「つくづく、お前は変わった奴だ」
リュシエンヌの滞在しているスイートルームに、虚空から忽然と姿を現すなり、陵(みさざき)はそう言い切った。
「吸血鬼として人外の社交界にデビューするに当たって、専任の護衛が欲しい。できれば、どんな人外にも負けぬ腕前の、強力、かつ、格の高い人外でなければ嫌だ。性別は、私室にまで付いてきて欲しいから女。できれば、日本の侍みたいなのがいい……と」
満面の笑みのリュシエンヌに促されるまま、ソファセットに座った陵は、呆れたような目を、面頬の向こうから注いだ。
「そうよ。サムライの人外を紹介してほしい、ダメ元で、なるべく強くて格が高い人、って、伯母にお願いしたの。そしたら、受けてくれるとは思えないけど、女性で侍で腕っぷしの強くて高貴な人なら知ってるわよって」
あなたを紹介されたのよ。
リュシエンヌは、しれっと受け答えた。
「お前の言う伯母君というのは、セレスト殿か。ヴィーヴルの」
「そう。私の母もヴィーヴルで、あの方の実の妹なの」
にこにこしながら、リュシエンヌは質問に答えた。
「最近追ってる奴がいるみたいだからって伯母から教えられて、急いで日本まで来たのよ。あなたに会うためにね?」
無邪気に殺しに来る一言を、リュシエンヌは放った。
「あなたのことは大体聞いているわ。元々、人間だったんですってね。生まれたのは五百年前。日本が泥沼の内戦の只中にあった頃だって」
滅多に自分の人間だった頃のことなど、他人に話すものではないな。
陵はそう考えつつ、目の前の輝くような美少女吸血鬼と、けっこう親しくしている、龍神の妻であるヴィーヴルとの共通した面影を探そうとした。
陵は、五百年前、ある武将の配下の家の娘として、この世に生を受けた。
女性ながら、とんでもない戦闘の才覚を持ち、武芸では兄弟を打ち負かし、実際に戦場にも出た。
数々の武功を上げた。
お前が男であったなら、一家を持たせてやるに、と主君に惜しまれ、敵方からは「死神」「ヨモツシコメ」というあだ名を奉られた。
彼女もその呼び名が気に入っていて、ことさら恐怖を強調するような、髑髏の面頬を身に着けて戦場に立った。
終わりは、あっけなくやってきた。
流れ矢だった。
こめかみに突き刺さり、嘘のように、万の敵を屠った「死神」は倒れた。
気が付いたら「黄泉」にいた。
そこの主である、おぞましくも美しい女神に会った。
女神は言った。
お前を単なる死者の列に加えるのは惜しい、生前、何度となく私の名を呼んだのを知っている、我が配下として、本物のヨモツシコメとして働かないか。
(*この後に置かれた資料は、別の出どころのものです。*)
use serde::{Deserialize, Deserializer, Serialize, Serializer};
use std::{fmt, ops::Deref, str::FromStr};

/// Data that is a cryptographic hash of `BYTES` long.
///
/// Serialises as lowercase hex in JSON, and is stored as raw bytes in both
/// the metadata and blob stores.
///
/// # Common Hash Sizes in Cardano
///
/// - **32 bytes**: Block hashes, transaction hashes, datum hashes
/// - **28 bytes**: Minting policy ids, script hashes
#[derive(Clone, Copy, PartialEq, Eq, PartialOrd, Ord, Hash)]
pub struct Hash<const BYTES: usize>([u8; BYTES]);

impl<const BYTES: usize> Default for Hash<BYTES> {
    fn default() -> Self {
        Self::new([0u8; BYTES])
    }
}

// Implement Serialize/Deserialize manually since generic const arrays don't auto-derive
impl<const BYTES: usize> Serialize for Hash<BYTES> {
    fn serialize<S>(&self, serializer: S) -> Result<S::Ok, S::Error>
    where
        S: Serializer,
    {
        serializer.serialize_str(&hex::encode(self.0))
    }
}

impl<'de, const BYTES: usize> Deserialize<'de> for Hash<BYTES> {
    fn deserialize<D>(deserializer: D) -> Result<Self, D::Error>
    where
        D: Deserializer<'de>,
    {
        let s: String = Deserialize::deserialize(deserializer)?;
        s.parse().map_err(serde::de::Error::custom)
    }
}

impl<const BYTES: usize> Hash<BYTES> {
    /// Creates a new hash from a byte array.
    #[inline]
    pub const fn new(bytes: [u8; BYTES]) -> Self {
        Self(bytes)
    }

    #[inline]
    pub fn to_vec(&self) -> Vec<u8> {
        self.0.to_vec()
    }

    #[inline]
    pub fn into_inner(self) -> [u8; BYTES] {
        self.0
    }
}

impl<const BYTES: usize> From<[u8; BYTES]> for Hash<BYTES> {
    #[inline]
    fn from(bytes: [u8; BYTES]) -> Self {
        Self::new(bytes)
    }
}

impl<const BYTES: usize> TryFrom<&[u8]> for Hash<BYTES> {
    type Error = std::array::TryFromSliceError;

    /// Attempts to create a hash from a byte slice.
    ///
    /// # Errors
    ///
    /// Returns an error if the slice length does not match `BYTES`.
    fn try_from(value: &[u8]) -> Result<Self, Self::Error> {
        let hash: [u8; BYTES] = value.try_into()?;
        Ok(Self::new(hash))
    }
}

impl<const BYTES: usize> TryFrom<Vec<u8>> for Hash<BYTES> {
    type Error = Vec<u8>;

    /// Returns the original vector if its length does not match `BYTES`.
    fn try_from(value: Vec<u8>) -> Result<Self, Self::Error> {
        let hash: [u8; BYTES] = value.try_into()?;
        Ok(Self::new(hash))
    }
}

impl<const BYTES: usize> From<Hash<BYTES>> for Vec<u8> {
    fn from(hash: Hash<BYTES>) -> Self {
        hash.0.to_vec()
    }
}

impl<const BYTES: usize> AsRef<[u8]> for Hash<BYTES> {
    #[inline]
    fn as_ref(&self) -> &[u8] {
        &self.0
    }
}

impl<const BYTES: usize> Deref for Hash<BYTES> {
    type Target = [u8; BYTES];

    #[inline]
    fn deref(&self) -> &Self::Target {
        &self.0
    }
}

impl<const BYTES: usize> fmt::Debug for Hash<BYTES> {
    fn fmt(&self, f: &mut fmt::Formatter<'_>) -> fmt::Result {
        f.debug_tuple(&format!("Hash<{BYTES}>")).field(&hex::encode(self)).finish()
    }
}

impl<const BYTES: usize> fmt::Display for Hash<BYTES> {
    /// Formats the hash as a lowercase hexadecimal string.
    fn fmt(&self, f: &mut fmt::Formatter<'_>) -> fmt::Result {
        f.write_str(&hex::encode(self))
    }
}

impl<const BYTES: usize> FromStr for Hash<BYTES> {
    type Err = hex::FromHexError;

    /// Parses a hash from a hexadecimal string.
    ///
    /// # Errors
    ///
    /// Returns an error if the string is not valid hexadecimal or the decoded
    /// bytes do not match the expected length `BYTES`.
    fn from_str(s: &str) -> Result<Self, Self::Err> {
        let mut bytes = [0; BYTES];
        hex::decode_to_slice(s, &mut bytes)?;
        Ok(Self::new(bytes))
    }
}

/// Transaction hash, also used as the `utxo_id` of the outputs it creates
pub type TxHash = Hash<32>;

/// Block header hash
pub type BlockHash = Hash<32>;

/// Blake2b-256 hash of a datum's CBOR
pub type DatumHash = Hash<32>;

/// Minting policy id (script hash)
pub type PolicyId = Hash<28>;

#[cfg(test)]
mod tests {
    use super::*;

    #[test]
    fn parses_and_displays_hex() {
        let text = "276fd18711931e2c0e21430192dbeac0e458093cd9d1fcd7210f64b3";
        let hash: PolicyId = text.parse().unwrap();
        assert_eq!(hash.to_string(), text);
    }

    #[test]
    fn rejects_wrong_length() {
        assert!("abcd".parse::<TxHash>().is_err());
        assert!(TxHash::try_from(&[0u8; 28][..]).is_err());
    }

    #[test]
    fn serialises_as_hex_string() {
        let hash = TxHash::new([0xab; 32]);
        let json = serde_json::to_string(&hash).unwrap();
        assert_eq!(json, format!("\"{}\"", "ab".repeat(32)));
        let back: TxHash = serde_json::from_str(&json).unwrap();
        assert_eq!(back, hash);
    }
}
かくして、「死神というあだ名の人間の女」は、死後に「本物の死神」になった。
彼女は「陵(みさざき)」という個別名を与えられ、その凄まじい剣の腕前から「死剣士」と人外たちに呼ばれるようになった。
彼女の死の剣にかけられた者は、少なくない。
「我が主は、お前の意思をご存知であられた。多分、お前の義理の伯父である、あの龍神殿から、根回しがされたのであろう」
陵は、再び呆れたように、しみじみとリュシエンヌを眺めた。
「うふふ、持つべきものは頼りになる親戚と、頼りになる護衛だわ。私はね、並みの護衛では嫌なの」
リュシエンヌは立ち上がって、陵の顔を覗き込んだ。
「誰よりも強く美しいサムライでないと嫌。あなたなら、私の条件に合致しているわ」
息がかかるほど近くで、リュシエンヌは、陵の黄泉の底のように暗く深い目を覗き込んだ。
彼女の吐息は甘い香りがする。
「……主の命だ。吸血鬼リュシエンヌの従者となってフランスに渡り、定期的にそこに関する報告をせよ。今日日、海外の情報で後れを取ることは致命的だ、とな」
リュシエンヌは、ぱっと顔を輝かせた。
「あらまあ。あなたの主様って、もっと気難しいって覚悟してたのよ?」
うふふと笑って、リュシエンヌは、陵の膝に座って腕を彼女の首に回した。
「これで決まりね? 今後、あなたは私のものなんだからね?」
フランスに帰る前にキョウトに寄って、新しいキモノを作らせないとね?
「私のサムライ、私だけのサムライよ、あなたは。わかってる?」
楽し気に笑うリュシエンヌに、陵はどうしても、私の第一の主は黄泉の女神イザナミだというのは揺るがないと、真実を告げることができなかった。